(Data items)
------------------------------------------------

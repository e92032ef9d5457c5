use super::PieceHash;
use crate::torrent::InfoHash;
use serde::{Deserialize, Serialize};
use sha1_smol::Sha1;
use std::path::PathBuf;

#[derive(Debug, Deserialize, Serialize)]
pub struct FileEntry {
    pub path: Vec<String>,
    pub length: u64,

    #[serde(default)]
    pub md5sum: Option<String>,
}

#[derive(Debug, Deserialize, Serialize)]
#[serde(untagged)]
pub enum DownloadInfo {
    MultiFile {
        #[serde(rename = "name")]
        dirname: String,

        files: Vec<FileEntry>,

        #[serde(rename = "piece length")]
        piece_length: u64,

        #[serde(with = "piece_hashes_parser")]
        pieces: Vec<PieceHash>,

        #[serde(default)]
        private: Option<i64>,
    },

    SingleFile {
        #[serde(rename = "name")]
        filename: String,
        length: u64,

        #[serde(default)]
        md5sum: Option<String>,

        #[serde(rename = "piece length")]
        piece_length: u64,

        #[serde(with = "piece_hashes_parser")]
        pieces: Vec<PieceHash>,

        #[serde(default)]
        private: Option<i64>,
    },
}

impl DownloadInfo {
    pub fn info_hash(&self) -> anyhow::Result<InfoHash> {
        let encoded = serde_bencode::to_bytes(self).map_err(anyhow::Error::msg)?;
        Ok(InfoHash::new(Sha1::from(encoded).digest().bytes()))
    }

    pub fn name(&self) -> &str {
        match self {
            Self::SingleFile { filename, .. } => filename,
            Self::MultiFile { dirname, .. } => dirname,
        }
    }

    pub fn total_length(&self) -> u64 {
        match self {
            Self::SingleFile { length, .. } => *length,
            Self::MultiFile { files, .. } => files.iter().map(|file| file.length).sum(),
        }
    }

    pub fn piece_length(&self) -> u64 {
        match self {
            Self::SingleFile { piece_length, .. } | Self::MultiFile { piece_length, .. } => {
                *piece_length
            }
        }
    }

    pub fn piece_hashes(&self) -> &[PieceHash] {
        match self {
            Self::SingleFile { pieces, .. } | Self::MultiFile { pieces, .. } => pieces,
        }
    }

    /// Backing files in descriptor order as `(relative path, length)`.
    /// Multi-file sets nest under the aggregate name, matching the storage
    /// layout the descriptor describes.
    pub fn file_entries(&self) -> Vec<(PathBuf, u64)> {
        match self {
            Self::SingleFile {
                filename, length, ..
            } => vec![(PathBuf::from(filename), *length)],
            Self::MultiFile { dirname, files, .. } => files
                .iter()
                .map(|file| {
                    let mut path = PathBuf::from(dirname);
                    path.extend(&file.path);
                    (path, file.length)
                })
                .collect(),
        }
    }
}

mod piece_hashes_parser {
    use crate::metainfo::PieceHash;
    use serde::de::{self, Visitor};
    use static_str_ops::static_format;
    const HASH_SIZE: usize = std::mem::size_of::<PieceHash>();

    pub fn deserialize<'de, D>(deserializer: D) -> Result<Vec<PieceHash>, D::Error>
    where
        D: serde::Deserializer<'de>,
    {
        deserializer.deserialize_bytes(PieceHashVisitor)
    }

    pub fn serialize<S>(
        piece_hashes: impl AsRef<[PieceHash]>,
        serializer: S,
    ) -> Result<S::Ok, S::Error>
    where
        S: serde::Serializer,
    {
        serde_bytes::serialize(&piece_hashes.as_ref().concat(), serializer)
    }

    struct PieceHashVisitor;
    impl<'de> Visitor<'de> for PieceHashVisitor {
        type Value = Vec<PieceHash>;

        fn expecting(&self, formatter: &mut std::fmt::Formatter) -> std::fmt::Result {
            formatter.write_str(static_format!(
                "a byte sequence whose length is a multiple of {}",
                HASH_SIZE
            ))
        }

        fn visit_bytes<E>(self, bytes: &[u8]) -> Result<Self::Value, E>
        where
            E: de::Error,
        {
            let n_bytes = bytes.len();

            if n_bytes % HASH_SIZE != 0 {
                return Err(E::custom(static_format!(
                    "piece hashes should be a multiple of length {}",
                    HASH_SIZE
                )));
            }

            let piece_hash_slices = bytes
                .chunks_exact(HASH_SIZE)
                .map(|chunk| {
                    chunk.try_into().expect(static_format!(
                        "chunks_exact returns only chunks which are length {}",
                        HASH_SIZE
                    ))
                })
                .collect();

            Ok(piece_hash_slices)
        }
    }
}
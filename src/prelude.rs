//! common imports used across the crate, mostly tracing macros.

pub use tracing::{debug, debug_span, error, info, info_span, instrument, trace, warn};
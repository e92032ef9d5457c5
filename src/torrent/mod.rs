mod bitfield;
mod info_hash;
mod peer_id;

pub use bitfield::Bitfield;
pub use info_hash::InfoHash;
pub use peer_id::PeerId;
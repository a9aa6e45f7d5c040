use serde::{Deserialize, Serialize};
use uuid::Uuid;

/// 原始属性记录：字段名 -> 用户给的值。
/// intake 层负责把数值字段先转成 Number，类别字段保持 String。
pub type AttrRecord = serde_json::Map<String, serde_json::Value>;

/// 字段在编码侧的处理方式。
#[derive(Debug, Clone, Copy, PartialEq, Eq)]
pub enum FieldKind {
    /// 数值：原样进特征向量
    Numeric,
    /// 类别：one-hot 展开成 `<字段>_<取值>` 指示列
    Categorical,
}

#[derive(Debug, Clone, Copy)]
pub struct FieldSpec {
    pub name: &'static str,
    pub kind: FieldKind,
}

pub const FIELD_COUNT: usize = 24;

/// 会话的固定提问顺序：一次一个字段，共 24 个。
/// 顺序只影响对话体验，预测端只看字段名。
pub const FIELDS: &[FieldSpec] = &[
    FieldSpec { name: "symboling", kind: FieldKind::Numeric },
    FieldSpec { name: "fueltype", kind: FieldKind::Categorical },
    FieldSpec { name: "aspiration", kind: FieldKind::Categorical },
    FieldSpec { name: "doornumber", kind: FieldKind::Categorical },
    FieldSpec { name: "carbody", kind: FieldKind::Categorical },
    FieldSpec { name: "drivewheel", kind: FieldKind::Categorical },
    FieldSpec { name: "enginelocation", kind: FieldKind::Categorical },
    FieldSpec { name: "wheelbase", kind: FieldKind::Numeric },
    FieldSpec { name: "carlength", kind: FieldKind::Numeric },
    FieldSpec { name: "carwidth", kind: FieldKind::Numeric },
    FieldSpec { name: "carheight", kind: FieldKind::Numeric },
    FieldSpec { name: "curbweight", kind: FieldKind::Numeric },
    FieldSpec { name: "enginetype", kind: FieldKind::Categorical },
    FieldSpec { name: "cylindernumber", kind: FieldKind::Categorical },
    FieldSpec { name: "enginesize", kind: FieldKind::Numeric },
    FieldSpec { name: "fuelsystem", kind: FieldKind::Categorical },
    FieldSpec { name: "boreratio", kind: FieldKind::Numeric },
    FieldSpec { name: "stroke", kind: FieldKind::Numeric },
    FieldSpec { name: "compressionratio", kind: FieldKind::Numeric },
    FieldSpec { name: "horsepower", kind: FieldKind::Numeric },
    FieldSpec { name: "peakrpm", kind: FieldKind::Numeric },
    FieldSpec { name: "citympg", kind: FieldKind::Numeric },
    FieldSpec { name: "highwaympg", kind: FieldKind::Numeric },
    FieldSpec { name: "brand", kind: FieldKind::Categorical },
];

/// 模型侧必填的数值字段。predict 的必填集合 = 工件里的 cat_cols ∪ 这张表。
pub const NUMERIC_FIELDS: &[&str] = &[
    "symboling",
    "wheelbase",
    "carlength",
    "carwidth",
    "carheight",
    "curbweight",
    "enginesize",
    "boreratio",
    "stroke",
    "compressionratio",
    "horsepower",
    "peakrpm",
    "citympg",
    "highwaympg",
];

/// 估价响应。
#[derive(Debug, Clone, Serialize, Deserialize)]
pub struct EstimateResponse {
    pub trace_id: Uuid,
    /// 预测价格（美元，已在 0 处截断）
    pub price: f64,
    pub timings_us: TimingsUs,
}

/// 各阶段耗时（微秒）。
#[derive(Debug, Clone, Serialize, Deserialize, Default)]
pub struct TimingsUs {
    pub validate: u64,
    pub encode: u64,
    pub infer: u64,
}
use anyhow::{bail, Context, Result};
use hashbrown::HashMap;
use std::fs;
use std::path::Path;

use crate::encode;
use crate::error::PredictError;
use crate::schema::AttrRecord;

/// 训练侧导出的全部模型状态。进程启动时加载一次，之后只读共享。
///
/// 文件布局（model_dir 下）：
///   weights.json        f64 数组，长度 = feature_names.len()
///   bias.json           单个 f64
///   feature_names.json  最终特征列（有序，决定点积顺序）
///   full_columns.json   one-hot 展开后的全量列空间
///   cat_cols.json       需要展开的原始类别字段
/// 三个列清单允许 `.json.gz` 形式（导出脚本在列表大时会 gzip）。
#[derive(Debug, Clone)]
pub struct ModelArtifact {
    pub weights: Vec<f64>,
    pub bias: f64,
    pub feature_names: Vec<String>,
    pub full_columns: Vec<String>,
    pub cat_cols: Vec<String>,

    /// 列名 -> full 向量下标，加载时一次建好
    full_index: HashMap<String, usize>,
    /// feature_names[i] 在 full_columns 里的下标（投影用）
    final_idx: Vec<usize>,
}

impl ModelArtifact {
    /// 从模型目录加载全部工件。任何文件缺失/损坏都返回 Err，
    /// 调用方应把它当作致命错误（没有模型就没有服务）。
    pub fn load_from_dir(dir: &Path) -> Result<Self> {
        let weights = load_weights(dir)?;
        let bias = load_bias(dir)?;
        let feature_names = load_columns(dir, "feature_names")?;
        let full_columns = load_columns(dir, "full_columns")?;
        let cat_cols = load_columns(dir, "cat_cols")?;
        Self::from_parts(weights, bias, feature_names, full_columns, cat_cols)
            .with_context(|| format!("model artifacts in '{}' are inconsistent", dir.display()))
    }

    /// 从内存拼装（测试、嵌入场景用）。做两条一致性检查：
    /// 维度匹配、feature_names ⊆ full_columns。
    pub fn from_parts(
        weights: Vec<f64>,
        bias: f64,
        feature_names: Vec<String>,
        full_columns: Vec<String>,
        cat_cols: Vec<String>,
    ) -> Result<Self> {
        if weights.len() != feature_names.len() {
            bail!(
                "weights/feature_names length mismatch: weights={} feature_names={}",
                weights.len(),
                feature_names.len()
            );
        }

        let mut full_index = HashMap::with_capacity(full_columns.len());
        for (i, name) in full_columns.iter().enumerate() {
            full_index.insert(name.clone(), i);
        }

        let mut final_idx = Vec::with_capacity(feature_names.len());
        for (i, name) in feature_names.iter().enumerate() {
            match full_index.get(name) {
                Some(&pos) => final_idx.push(pos),
                None => bail!("feature_names[{i}]='{name}' is not part of full_columns"),
            }
        }

        Ok(Self {
            weights,
            bias,
            feature_names,
            full_columns,
            cat_cols,
            full_index,
            final_idx,
        })
    }

    #[inline]
    pub fn n_features(&self) -> usize {
        self.feature_names.len()
    }

    #[inline]
    pub fn n_full_columns(&self) -> usize {
        self.full_columns.len()
    }

    /// 字段是否按类别处理（出现在 cat_cols 里）。
    #[inline]
    pub fn is_categorical(&self, field: &str) -> bool {
        self.cat_cols.iter().any(|c| c == field)
    }

    #[inline]
    pub(crate) fn column_pos(&self, name: &str) -> Option<usize> {
        self.full_index.get(name).copied()
    }

    #[inline]
    pub(crate) fn final_positions(&self) -> &[usize] {
        &self.final_idx
    }

    /// 线性推理：dot(row, weights) + bias，负数截到 0（价格不为负）。
    /// row 必须已经按 feature_names 的顺序对齐。
    pub fn infer(&self, row: &[f64]) -> f64 {
        debug_assert_eq!(row.len(), self.weights.len());
        let mut z = self.bias;
        for (v, w) in row.iter().zip(self.weights.iter()) {
            z += v * w;
        }
        z.max(0.0)
    }

    /// 完整记录 -> 预测价格。纯函数：校验、对齐、推理，不碰任何共享状态。
    pub fn predict(&self, record: &AttrRecord) -> Result<f64, PredictError> {
        encode::validate(self, record)?;
        let row = encode::encode_row(self, record)?;
        Ok(self.infer(&row))
    }
}

fn load_weights(dir: &Path) -> Result<Vec<f64>> {
    let path = dir.join("weights.json");
    let s = fs::read_to_string(&path)
        .with_context(|| format!("read weights.json: {}", path.display()))?;
    let w: Vec<f64> =
        serde_json::from_str(&s).with_context(|| format!("parse weights.json: {}", path.display()))?;
    Ok(w)
}

fn load_bias(dir: &Path) -> Result<f64> {
    let path = dir.join("bias.json");
    let s = fs::read_to_string(&path)
        .with_context(|| format!("read bias.json: {}", path.display()))?;
    let b: f64 =
        serde_json::from_str(&s).with_context(|| format!("parse bias.json: {}", path.display()))?;
    Ok(b)
}

/// 列清单：先找 `<stem>.json`，没有再找 `<stem>.json.gz`，都没有报错并点名目录。
fn load_columns(dir: &Path, stem: &str) -> Result<Vec<String>> {
    let json_path = dir.join(format!("{stem}.json"));
    if json_path.exists() {
        let s = fs::read_to_string(&json_path)
            .with_context(|| format!("read {stem}.json: {}", json_path.display()))?;
        let cols: Vec<String> = serde_json::from_str(&s)
            .with_context(|| format!("parse {stem}.json: {}", json_path.display()))?;
        return Ok(cols);
    }

    let gz_path = dir.join(format!("{stem}.json.gz"));
    if gz_path.exists() {
        let f = fs::File::open(&gz_path)
            .with_context(|| format!("open {stem}.json.gz: {}", gz_path.display()))?;
        let dec = flate2::read::GzDecoder::new(f);
        let cols: Vec<String> = serde_json::from_reader(dec)
            .with_context(|| format!("parse {stem}.json.gz: {}", gz_path.display()))?;
        return Ok(cols);
    }

    bail!(
        "missing model artifact in model_dir={}: expected {stem}.json or {stem}.json.gz",
        dir.display()
    )
}
use std::fs;
use std::path::Path;

use price_core::config::Config;
use price_core::error::PredictError;
use price_core::intake::{Intake, Turn};
use price_core::pipeline::PriceCore;
use price_core::schema::{FieldKind, FIELDS};

/// 写一套最小但完整的模型目录：
/// price = 1000 + 2*wheelbase + 50*horsepower - 500*fueltype_diesel
fn write_model_dir(p: &Path) {
    fs::write(p.join("weights.json"), "[2.0, 50.0, -500.0]").unwrap();
    fs::write(p.join("bias.json"), "1000.0").unwrap();
    fs::write(
        p.join("feature_names.json"),
        r#"["wheelbase", "horsepower", "fueltype_diesel"]"#,
    )
    .unwrap();
    fs::write(
        p.join("full_columns.json"),
        r#"["symboling", "wheelbase", "carlength", "carwidth", "carheight",
            "curbweight", "enginesize", "boreratio", "stroke", "compressionratio",
            "horsepower", "peakrpm", "citympg", "highwaympg",
            "fueltype_diesel", "aspiration_turbo", "doornumber_two",
            "carbody_hatchback", "carbody_sedan", "carbody_wagon",
            "drivewheel_fwd", "drivewheel_rwd", "enginelocation_rear",
            "enginetype_ohc", "cylindernumber_four", "fuelsystem_mpfi",
            "brand_toyota", "brand_bmw"]"#,
    )
    .unwrap();
    fs::write(
        p.join("cat_cols.json"),
        r#"["fueltype", "aspiration", "doornumber", "carbody", "drivewheel",
            "enginelocation", "enginetype", "cylindernumber", "fuelsystem", "brand"]"#,
    )
    .unwrap();
}

/// 按会话顺序把 24 个回答灌进 Intake，拿到完整记录。
fn run_intake(answers: &[(&str, &str)]) -> price_core::schema::AttrRecord {
    let mut intake = Intake::new();
    loop {
        let spec = *intake.current();
        let answer = answers
            .iter()
            .find(|(name, _)| *name == spec.name)
            .map(|(_, a)| *a)
            .unwrap_or(match spec.kind {
                FieldKind::Numeric => "0",
                FieldKind::Categorical => "unknown",
            });
        match intake.submit(answer).unwrap() {
            Turn::Ask(_) => {}
            Turn::Done(record) => return record,
        }
    }
}

#[test]
fn full_conversation_to_price() {
    let dir = tempfile::tempdir().unwrap();
    write_model_dir(dir.path());
    let core = PriceCore::new(Config {
        model_dir: dir.path().to_path_buf(),
    })
    .unwrap();

    // diesel：1000 + 2*100 + 50*110 - 500 = 6200
    let record = run_intake(&[
        ("wheelbase", "100.0"),
        ("horsepower", "110"),
        ("fueltype", "diesel"),
    ]);
    assert_eq!(record.len(), FIELDS.len());
    let resp = core.estimate(&record).unwrap();
    assert!((resp.price - 6200.0).abs() < 1e-9, "price={}", resp.price);

    // gas 是参考类别：指示位不置 1
    let record = run_intake(&[
        ("wheelbase", "100.0"),
        ("horsepower", "110"),
        ("fueltype", "gas"),
    ]);
    let resp = core.estimate(&record).unwrap();
    assert!((resp.price - 6700.0).abs() < 1e-9, "price={}", resp.price);

    // electric 训练时没见过：静默丢弃，结果与参考类别相同
    let record = run_intake(&[
        ("wheelbase", "100.0"),
        ("horsepower", "110"),
        ("fueltype", "electric"),
    ]);
    let resp = core.estimate(&record).unwrap();
    assert!((resp.price - 6700.0).abs() < 1e-9, "price={}", resp.price);
}

#[test]
fn price_is_floored_at_zero() {
    let dir = tempfile::tempdir().unwrap();
    write_model_dir(dir.path());
    // bias 压成大负数，让线性部分出负价
    fs::write(dir.path().join("bias.json"), "-1000000.0").unwrap();
    let core = PriceCore::new(Config {
        model_dir: dir.path().to_path_buf(),
    })
    .unwrap();

    let record = run_intake(&[("wheelbase", "100.0"), ("horsepower", "110")]);
    let resp = core.estimate(&record).unwrap();
    assert_eq!(resp.price, 0.0);
}

#[test]
fn missing_fields_are_reported_in_one_error() {
    let dir = tempfile::tempdir().unwrap();
    write_model_dir(dir.path());
    let core = PriceCore::new(Config {
        model_dir: dir.path().to_path_buf(),
    })
    .unwrap();

    let mut record = run_intake(&[]);
    record.remove("horsepower");
    record.remove("brand");
    record.remove("stroke");
    match core.estimate(&record).unwrap_err() {
        PredictError::MissingFields { fields } => {
            assert_eq!(fields, vec!["brand", "horsepower", "stroke"]);
        }
        other => panic!("unexpected error: {other}"),
    }
}

#[test]
fn startup_fails_without_model_dir() {
    let dir = tempfile::tempdir().unwrap();
    // 空目录：一个工件都没有
    let err = PriceCore::new(Config {
        model_dir: dir.path().to_path_buf(),
    })
    .unwrap_err();
    let msg = format!("{err:#}");
    assert!(msg.contains("load model artifacts"), "{msg}");
    assert!(msg.contains(&dir.path().display().to_string()), "{msg}");
}

#[test]
fn artifact_predict_agrees_with_pipeline() {
    let dir = tempfile::tempdir().unwrap();
    write_model_dir(dir.path());
    let core = PriceCore::new(Config {
        model_dir: dir.path().to_path_buf(),
    })
    .unwrap();

    let record = run_intake(&[
        ("wheelbase", "94.5"),
        ("horsepower", "69"),
        ("fueltype", "diesel"),
        ("brand", "toyota"),
    ]);
    let direct = core.artifact.predict(&record).unwrap();
    let resp = core.estimate(&record).unwrap();
    assert_eq!(direct, resp.price);
}
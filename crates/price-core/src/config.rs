use serde::{Deserialize, Serialize};
use std::path::PathBuf;

/// 运行时配置。模型目录在进程启动时给定一次，之后不热更。
#[derive(Debug, Clone, Serialize, Deserialize)]
pub struct Config {
    /// 模型工件目录：weights.json / bias.json / feature_names.json /
    /// full_columns.json / cat_cols.json（列清单允许 .json.gz）
    pub model_dir: PathBuf,
}

impl Default for Config {
    fn default() -> Self {
        Self {
            model_dir: PathBuf::from("model"),
        }
    }
}
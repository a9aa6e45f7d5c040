pub mod artifact;
pub mod config;
pub mod encode;
pub mod error;
pub mod intake;
pub mod pipeline;
pub mod schema;
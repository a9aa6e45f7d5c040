use anyhow::{Context, Result};
use clap::Parser;
use metrics_exporter_prometheus::PrometheusBuilder;
use std::io::{self, BufRead, Write};
use std::path::PathBuf;
use tracing_subscriber::{layer::SubscriberExt, util::SubscriberInitExt};

use price_core::config::Config;
use price_core::intake::{Intake, Turn};
use price_core::pipeline::PriceCore;
use price_core::schema::FieldSpec;

#[derive(Parser, Debug)]
#[command(author, version, about)]
struct Args {
    /// 模型工件目录（weights.json / bias.json / feature_names.json / full_columns.json / cat_cols.json）
    #[arg(long, default_value = "model")]
    model_dir: PathBuf,

    /// 会话结束后把 Prometheus 文本格式的指标打到 stderr
    #[arg(long)]
    dump_metrics: bool,
}

fn main() -> Result<()> {
    let args = Args::parse();

    // 日志走 stderr，stdout 留给对话本身
    tracing_subscriber::registry()
        .with(tracing_subscriber::EnvFilter::from_default_env().add_directive("info".parse().unwrap()))
        .with(tracing_subscriber::fmt::layer().with_writer(io::stderr))
        .init();

    let prom = PrometheusBuilder::new()
        .install_recorder()
        .expect("failed to install prometheus recorder");

    // 模型工件缺失/损坏 => 启动即失败
    let core = PriceCore::new(Config {
        model_dir: args.model_dir,
    })?;

    run_conversation(&core)?;

    if args.dump_metrics {
        eprintln!("{}", prom.render());
    }
    Ok(())
}

/// 一次进程一场会话：按固定顺序提问，收齐 24 个字段后出价。
/// /cancel 或 EOF 丢弃半成品，直接说 cancelled，不碰预测端。
fn run_conversation(core: &PriceCore) -> Result<()> {
    let stdin = io::stdin();
    let mut intake = Intake::new();

    println!("hi! I can estimate a car price. answer the prompts one at a time (send /cancel to stop)");
    prompt(intake.current())?;

    for line in stdin.lock().lines() {
        let line = line.context("read stdin")?;
        let answer = line.trim();

        if answer == "/cancel" {
            tracing::debug!(answered = intake.answered(), "conversation cancelled");
            intake.cancel();
            println!("cancelled");
            return Ok(());
        }

        match intake.submit(answer) {
            Ok(Turn::Ask(next)) => prompt(next)?,
            Ok(Turn::Done(record)) => {
                match core.estimate(&record) {
                    Ok(resp) => {
                        tracing::info!(trace_id = %resp.trace_id, price = resp.price, "estimate ok");
                        println!("predicted price: {}", format_usd(resp.price));
                    }
                    // 核心的错误渲染成一行；shell 本身不崩
                    Err(e) => println!("error: {e}"),
                }
                return Ok(());
            }
            Err(e) => {
                // 无效输入：状态没前进，就同一字段重问
                println!("error: {e}");
                prompt(intake.current())?;
            }
        }
    }

    // EOF 等价于取消
    tracing::debug!(answered = intake.answered(), "stdin closed mid-conversation");
    println!("cancelled");
    Ok(())
}

fn prompt(spec: &FieldSpec) -> io::Result<()> {
    let mut out = io::stdout().lock();
    writeln!(out, "{}", prompt_text(spec.name))?;
    out.flush()
}

/// 每个字段的提问文案。取值举例跟训练数据的口径一致。
fn prompt_text(field: &str) -> &'static str {
    match field {
        "symboling" => "symboling (insurance risk rating, integer from -2 to 3):",
        "fueltype" => "fuel type (gas / diesel):",
        "aspiration" => "aspiration (std / turbo):",
        "doornumber" => "number of doors (two / four):",
        "carbody" => "body style (sedan, hatchback, wagon, convertible, hardtop):",
        "drivewheel" => "drive wheels (fwd / rwd / 4wd):",
        "enginelocation" => "engine location (front / rear):",
        "wheelbase" => "wheelbase in inches (e.g. 99.8):",
        "carlength" => "car length in inches (e.g. 168.8):",
        "carwidth" => "car width in inches (e.g. 64.1):",
        "carheight" => "car height in inches (e.g. 48.8):",
        "curbweight" => "curb weight in pounds (e.g. 2500):",
        "enginetype" => "engine type (ohc, dohc, ohcv, l, rotor, ...):",
        "cylindernumber" => "number of cylinders (four, six, eight, ...):",
        "enginesize" => "engine size in cubic inches (e.g. 130):",
        "fuelsystem" => "fuel system (mpfi, 2bbl, idi, ...):",
        "boreratio" => "bore ratio (e.g. 3.47):",
        "stroke" => "stroke (e.g. 2.68):",
        "compressionratio" => "compression ratio (e.g. 9.0):",
        "horsepower" => "horsepower (e.g. 111):",
        "peakrpm" => "peak rpm (e.g. 5000):",
        "citympg" => "city mpg (e.g. 21):",
        "highwaympg" => "highway mpg (e.g. 27):",
        "brand" => "brand (toyota, bmw, audi, honda, ...):",
        _ => "value:",
    }
}

/// 渲染成 $6,200.00 这种样子：千分位加两位小数。输入已在核心截到非负。
fn format_usd(price: f64) -> String {
    let cents = (price * 100.0).round() as u64;
    format!("${}.{:02}", group_thousands(cents / 100), cents % 100)
}

fn group_thousands(n: u64) -> String {
    let digits = n.to_string();
    let bytes = digits.as_bytes();
    let mut out = String::with_capacity(digits.len() + digits.len() / 3);
    for (i, b) in bytes.iter().enumerate() {
        if i > 0 && (bytes.len() - i) % 3 == 0 {
            out.push(',');
        }
        out.push(*b as char);
    }
    out
}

------------------------------------------------

Assigned task ▸ Lines that include the word "dirname" are to be extracted from the data above.

Final answer ▸
        dirname: String,
            Self::MultiFile { dirname, .. } => dirname,
            Self::MultiFile { dirname, files, .. } => files
                    let mut path = PathBuf::from(dirname);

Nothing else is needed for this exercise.